If it’d take like 1-2 weeks of work before having suitable automation account, we’d see less cheaters going for it.
And legit low level and new accounts wouldn’t make it to top 100 anyway so no lose for them.
Personally in terms of “limiting access”, I wish we had “real” competitive events where team makeup and player ability had more if not the majority of influence on placement.
The PvP leaderboard as-is is a time competition. We can tell a level 100 player’s probably cheating. We can tell someone who submits 10k wins is probably cheating. But if someone running a bot or hacks clocks in with ~3100 wins spread evenly over 7 days, the only way you’re going to sniff out the cheat is to either analyze their moves (which the devs could do) or do some grey-hat API sniffing at the parts of their profile the game downloads but doesn’t display.
That kind of stinks, though. If you can’t play something like 8-10 hours per day this is out of your league no matter how long you play. And it’s easy for a bot to play 8-10 hours per day without doing something innately suspicious.

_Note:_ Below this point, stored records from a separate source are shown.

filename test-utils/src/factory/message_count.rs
//! Message count factory for seeding leaderboards.

use crate::factory::helpers::next_id;
use chrono::{NaiveDateTime, Utc};
use sea_orm::{ActiveModelTrait, ActiveValue, DatabaseConnection, DbErr};

/// Factory for creating leaderboard rows with customizable fields.
///
/// # Example
///
/// ```rust,ignore
/// use test_utils::factory::message_count::MessageCountFactory;
///
/// let row = MessageCountFactory::new(&db, guild_id)
///     .user_id(42)
///     .counted(7)
///     .build()
///     .await?;
/// ```
pub struct MessageCountFactory<'a> {
    db: &'a DatabaseConnection,
    guild_id: i64,
    user_id: i64,
    counted: i32,
    updated_at: NaiveDateTime,
}

impl<'a> MessageCountFactory<'a> {
    /// Creates a new MessageCountFactory for a guild.
    ///
    /// Defaults:
    /// - user_id: auto-incremented
    /// - counted: `1`
    /// - updated_at: now
    pub fn new(db: &'a DatabaseConnection, guild_id: u64) -> Self {
        Self {
            db,
            guild_id: guild_id as i64,
            user_id: next_id() as i64,
            counted: 1,
            updated_at: Utc::now().naive_utc(),
        }
    }

    pub fn user_id(mut self, user_id: u64) -> Self {
        self.user_id = user_id as i64;
        self
    }

    pub fn counted(mut self, counted: i32) -> Self {
        self.counted = counted;
        self
    }

    pub fn updated_at(mut self, updated_at: NaiveDateTime) -> Self {
        self.updated_at = updated_at;
        self
    }

    /// Builds and inserts the row into the database.
    ///
    /// # Returns
    /// - `Ok(entity::message_count::Model)` - Created row
    /// - `Err(DbErr)` - Database error during insert
    pub async fn build(self) -> Result<entity::message_count::Model, DbErr> {
        entity::message_count::ActiveModel {
            guild_id: ActiveValue::Set(self.guild_id),
            user_id: ActiveValue::Set(self.user_id),
            counted: ActiveValue::Set(self.counted),
            updated_at: ActiveValue::Set(self.updated_at),
        }
        .insert(self.db)
        .await
    }
}

/// Creates a leaderboard row for `user_id` with `counted` points.
pub async fn create_message_count(
    db: &DatabaseConnection,
    guild_id: u64,
    user_id: u64,
    counted: i32,
) -> Result<entity::message_count::Model, DbErr> {
    MessageCountFactory::new(db, guild_id)
        .user_id(user_id)
        .counted(counted)
        .build()
        .await
}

I wish there were a more puzzle-based mode with a leaderboard. This is based loosely on some other games I’ve seen and adapted for GoW, maybe something like:
- It’s sigil-based. You get a few free sigils and any further sigils are priced such that “casual farming” can get you about 1 more and you have to commit serious resources to get more than 2 or 3.
- It’s score-based. Your highest score counts for your leaderboard position.

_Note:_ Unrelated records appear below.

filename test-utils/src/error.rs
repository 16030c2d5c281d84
use thiserror::Error;

/// Errors that can occur while setting up a test context.
#[derive(Error, Debug)]
pub enum TestError {
    /// Failed to connect to the in-memory database or create a table.
    #[error(transparent)]
    Database(#[from] sea_orm::DbErr),
}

- The board and some/all skyfall is fixed. Every player sees the same thing. Therefore, the players with the highest scores made the “best” moves with the “best” teams.

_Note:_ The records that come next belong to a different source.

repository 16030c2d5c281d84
//! Embeds for registration commands.

use serenity::all::CreateEmbed;

use crate::{
    bot::view::colour, error::ALREADY_REGISTERED_NOTICE, model::registration::Registration,
};

pub const NOT_REGISTERED: &str = "No registrado.";

/// Confirmation shown to a user after `registrar`.
pub fn registered_embed(registration: &Registration) -> CreateEmbed {
    CreateEmbed::new()
        .title("✅ Registro Completado")
        .description(format!(
            "Nick: `{}`\nID: `{}`",
            registration.nickname, registration.external_id
        ))
        .colour(colour::GREEN)
}

pub fn already_registered_embed() -> CreateEmbed {
    CreateEmbed::new()
        .description(ALREADY_REGISTERED_NOTICE)
        .colour(colour::RED)
}

/// Registration card for `consultar`, with the user's avatar as thumbnail.
pub fn registration_embed(registration: &Registration, avatar_url: String) -> CreateEmbed {
    CreateEmbed::new()
        .title("📄 Registro")
        .colour(colour::BLUE)
        .thumbnail(avatar_url)
        .field("Usuario", &registration.discord_tag, false)
        .field("Nick", &registration.nickname, true)
        .field("ID", &registration.external_id, true)
}

/// Reverse lookup results for `userid`, one field per registration.
pub fn lookup_embed(matches: &[Registration]) -> CreateEmbed {
    CreateEmbed::new()
        .title("🔎 Resultados")
        .colour(colour::BLURPLE)
        .fields(matches.iter().map(|registration| {
            (
                registration.discord_tag.clone(),
                lookup_field_value(registration),
                false,
            )
        }))
}

fn lookup_field_value(registration: &Registration) -> String {
    format!(
        "Nick: `{}`\nDiscord ID: `{}`",
        registration.nickname, registration.user_id
    )
}

/// Reply when no registration uses `external_id`.
pub fn no_matches_notice(external_id: &str) -> String {
    format!("ℹ️ No encontré registros con ID `{}`.", external_id)
}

- The tiers are more thoughtful. Top 1, 2, and 3 get the best stuff. Top 5-10 get great stuff. Let the decent rewards trickle all the way down to top 500 or so, whatever hits “anyone who has a midgame team and makes a serious attempt”.
Bots can’t dominate that as easily. Casual players can still participate in a meaningful way. My only suspicion is we’d have a lot of identical scores from people who find the theoretical maximum and go for it. But I want the spirit of it: a leaderboard that someone who can’t spend 8 hours on the game daily can reach.
I agree that players missing out on rewards due to cheaters is appalling, and I think there should be a better solution.
I don’t really like shrouds of mystery concerning things that affect us, either. It feels like being in a village where someone disappears every third night, with scratch marks and blood stains around the door frame, and just saying, “This is fine”.
If someone is determined by the Devs to be cheating, I don’t think they need to be protected - is it to give them a second chance, or protect the game/company image? If the latter, I think it would hurt more than help in the long run.
Careful @Jonathan. The devs are great about taking a lot of criticism. But their current policy about cheaters is infallible.
Consensus = Cheaters gonna cheat, trolls gonna troll (I give up) - #58 by Saltypatra
6 months later nothing has changed. Outside of the frequency of players getting banned and then coming back to the game seems to have increased. I often wonder, has any cheater who said “I won’t do it again, promise”. Actually kept that promise?
I think the toxic effect that cheaters cause to a game is severely underappreciated by the devs. But it’s their game, their policies, and ultimately, their loss of revenue.
game i used to play for years actually had a name and shame list of banned players on its forum it was great xD
I actually am just curious as to what the reasoning is behind protecting the names of players confirmed to be cheating, or not disclosing occurrences of cheating. I suppose it could increase the risk of callouts, e.g., “What about this person?”, “You forgot about X!”.
I agree with this, and think it’s sensible:
I just think players (potentially) missing out on rewards due to cheaters is really bad. I don’t really have a dog in the fight aside from that, and I guess it relates more to @Slypenslyde’s thoughts, so apologies if off-topic.